The configuration options go into /etc/conf.d/rtorrent, adjust the options to your personal needs:

```

# /etc/conf.d/rtorrent: config file for /etc/init.d/rtorrent

# Options to pass to the rtorrent daemon.

# The username/uid to start rtorrent with

USER="username"

# Path to the dtach binary (needs to be absolute path)

DTACH="/usr/bin/dtach"

# The socket for the rtorrent

SOCKET="/tmp/rtorrent.dtach"

# Path to the rtorrent binary (needs to be absolute path)

RTORRENT="/usr/bin/rtorrent"

```

Now create and configure your ~/.rtorrent.rc.
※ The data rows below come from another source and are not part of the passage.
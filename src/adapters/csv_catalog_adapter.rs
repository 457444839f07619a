//! CSV strategy catalog adapter.
//!
//! One strategy per row. `tags` and `sparkline` hold `;`-separated lists.
//! Tags ending in " Risk" are accepted only when they agree with the `risk`
//! column and are dropped on load, since the risk tag is derived.

use std::collections::{HashMap, HashSet};
use std::fs;
use std::path::PathBuf;

use csv::StringRecord;

use crate::domain::error::{CatalogRowError, DeckError};
use crate::domain::strategy::{Performance, RiskLevel, Strategy, format_return, parse_percent};
use crate::ports::catalog_port::CatalogPort;

pub const COLUMNS: [&str; 17] = [
    "id",
    "name",
    "description",
    "tags",
    "return_percent",
    "risk",
    "sparkline",
    "asset_class",
    "instrument",
    "trigger",
    "profit_scenario",
    "annualized_return",
    "sharpe_ratio",
    "max_drawdown",
    "risk_analysis",
    "example_trade",
    "how_it_works",
];

pub struct CsvCatalogAdapter {
    path: PathBuf,
}

impl CsvCatalogAdapter {
    pub fn new(path: PathBuf) -> Self {
        Self { path }
    }

    /// Parses catalog text; `source_name` only labels errors.
    pub fn parse(content: &str, source_name: &str) -> Result<Vec<Strategy>, DeckError> {
        let mut rdr = csv::ReaderBuilder::new()
            .trim(csv::Trim::All)
            .from_reader(content.as_bytes());

        let headers = rdr.headers().map_err(|e| DeckError::CatalogLoad {
            source_name: source_name.to_string(),
            reason: format!("CSV header error: {e}"),
        })?;
        let columns = ColumnIndex::new(headers, source_name)?;

        let mut strategies = Vec::new();
        let mut seen = HashSet::new();

        for (i, result) in rdr.records().enumerate() {
            // header is line 1
            let row = i + 2;
            let record = result.map_err(|e| DeckError::CatalogLoad {
                source_name: source_name.to_string(),
                reason: format!("CSV parse error: {e}"),
            })?;

            let strategy = parse_row(&record, &columns, row)?;
            if !seen.insert(strategy.id.clone()) {
                return Err(row_error(row, format!("duplicate id '{}'", strategy.id)));
            }
            strategies.push(strategy);
        }

        if strategies.is_empty() {
            return Err(DeckError::CatalogLoad {
                source_name: source_name.to_string(),
                reason: "catalog has no strategies".to_string(),
            });
        }
        Ok(strategies)
    }
}

impl CatalogPort for CsvCatalogAdapter {
    fn source_name(&self) -> String {
        self.path.display().to_string()
    }

    fn load(&self) -> Result<Vec<Strategy>, DeckError> {
        let content = fs::read_to_string(&self.path).map_err(|e| DeckError::CatalogLoad {
            source_name: self.source_name(),
            reason: format!("failed to read file: {e}"),
        })?;
        Self::parse(&content, &self.source_name())
    }
}

struct ColumnIndex {
    positions: HashMap<&'static str, usize>,
}

impl ColumnIndex {
    fn new(headers: &StringRecord, source_name: &str) -> Result<Self, DeckError> {
        let mut positions = HashMap::new();
        for column in COLUMNS {
            let position = headers
                .iter()
                .position(|h| h.eq_ignore_ascii_case(column))
                .ok_or_else(|| DeckError::CatalogLoad {
                    source_name: source_name.to_string(),
                    reason: format!("missing column '{column}'"),
                })?;
            positions.insert(column, position);
        }
        Ok(Self { positions })
    }

    fn get<'r>(&self, record: &'r StringRecord, column: &str) -> &'r str {
        self.positions
            .get(column)
            .and_then(|&i| record.get(i))
            .unwrap_or("")
    }
}

fn row_error(row: usize, message: impl Into<String>) -> DeckError {
    DeckError::CatalogRow(CatalogRowError {
        row,
        message: message.into(),
    })
}

fn parse_row(record: &StringRecord, columns: &ColumnIndex, row: usize) -> Result<Strategy, DeckError> {
    let field = |column: &str| columns.get(record, column).to_string();

    let id = field("id");
    if id.is_empty() {
        return Err(row_error(row, "empty id"));
    }

    let risk_raw = field("risk");
    let risk: RiskLevel = risk_raw
        .parse()
        .map_err(|_| row_error(row, format!("unknown risk level '{risk_raw}'")))?;

    let mut tags = Vec::new();
    for tag in split_list(&field("tags")) {
        if tag.ends_with(" Risk") {
            match RiskLevel::from_tag(&tag) {
                Some(level) if level == risk => continue,
                _ => {
                    return Err(row_error(
                        row,
                        format!("tag '{tag}' disagrees with risk level {risk}"),
                    ));
                }
            }
        }
        tags.push(tag);
    }

    let mut sparkline = Vec::new();
    for sample in split_list(&field("sparkline")) {
        let value = sample
            .parse::<f64>()
            .ok()
            .filter(|v| v.is_finite())
            .ok_or_else(|| row_error(row, format!("sparkline sample '{sample}' is not a number")))?;
        sparkline.push(value);
    }

    let return_percent = field("return_percent");
    let return_display = match parse_percent(&return_percent) {
        Some(value) => format_return(value),
        None => return_percent.clone(),
    };

    Ok(Strategy {
        id,
        name: field("name"),
        description: field("description"),
        tags,
        return_display,
        return_percent,
        risk,
        sparkline,
        asset_class: field("asset_class"),
        instrument: field("instrument"),
        trigger: field("trigger"),
        profit_scenario: field("profit_scenario"),
        performance: Performance {
            annualized_return: field("annualized_return"),
            sharpe_ratio: field("sharpe_ratio"),
            max_drawdown: field("max_drawdown"),
        },
        risk_analysis: field("risk_analysis"),
        example_trade: field("example_trade"),
        how_it_works: field("how_it_works"),
    })
}

fn split_list(raw: &str) -> Vec<String> {
    raw.split(';')
        .map(str::trim)
        .filter(|s| !s.is_empty())
        .map(str::to_string)
        .collect()
}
A sample can be found here, here's mine:

```

# Maximum and minimum number of peers to connect to per torrent.

min_peers = 20

max_peers = 200

# Maximum number of simultanious uploads per torrent.

max_uploads = 20

# Global upload and download rate in KiB. "0" for unlimited.

download_rate = 0

upload_rate = 40

# Session directory where rtorrent will save torrent info.

session = ~/.rtorrent.session

# Default directory to save the downloaded torrents.

directory = ~/Download/torrents/active/

# Watch a directory for new torrents and stop those that 

# have been deleted.

schedule = watch_directory,5,5,load_start=~/Download/torrents/active/*.torrent

schedule = untied_directory,5,5,remove_untied=

# When the torrent finishes, remove torrent and move downloaded 

# files to ~/Download/torrents/finished/.

on_finished = rm_torrent,"execute=rm,$d.get_tied_to_file="

on_finished = move_complete,"execute=mv,-u,$d.get_base_path=,~/Download/torrents/finished/ ;d.set_directory=~/Download/torrents/finished/"

# Close torrents when diskspace is low.

schedule = low_diskspace,5,60,close_low_diskspace=100M

# Stop torrents when reaching upload ratio in percent,

# when also reaching total upload in bytes, or when

# reaching final upload ratio in percent.

schedule = ratio,60,60,"stop_on_ratio=100"

# Port range to use for listening.

port_range = 6891-6900

# Scheduling upload rates.

schedule = throttle_day,10:00:00,24:00:00,upload_rate=30

schedule = throttle_night,20:00:00,24:00:00,upload_rate=40

```

Then add rtorrent to de default runlevel, exec as root:

```
$ rc-update add rtorrent default
```

You can attach to rtorrent and view its status executing:

```
dtach -a /path/to/socket
```

or

```
dtach -A /path/to/socket rtorrent
```

Type Ctrl+\ to detach rtorrent again. Finally, I've created the following alias in my ~/.bashrc to make my life easier:

```
alias rtorrent='dtach -A /path/to/socket /usr/bin/rtorrent'
```

This command will connect to rtorrent or restart it in case it died for some reason (which doesn't ever happen as far as I can tell, but just in case).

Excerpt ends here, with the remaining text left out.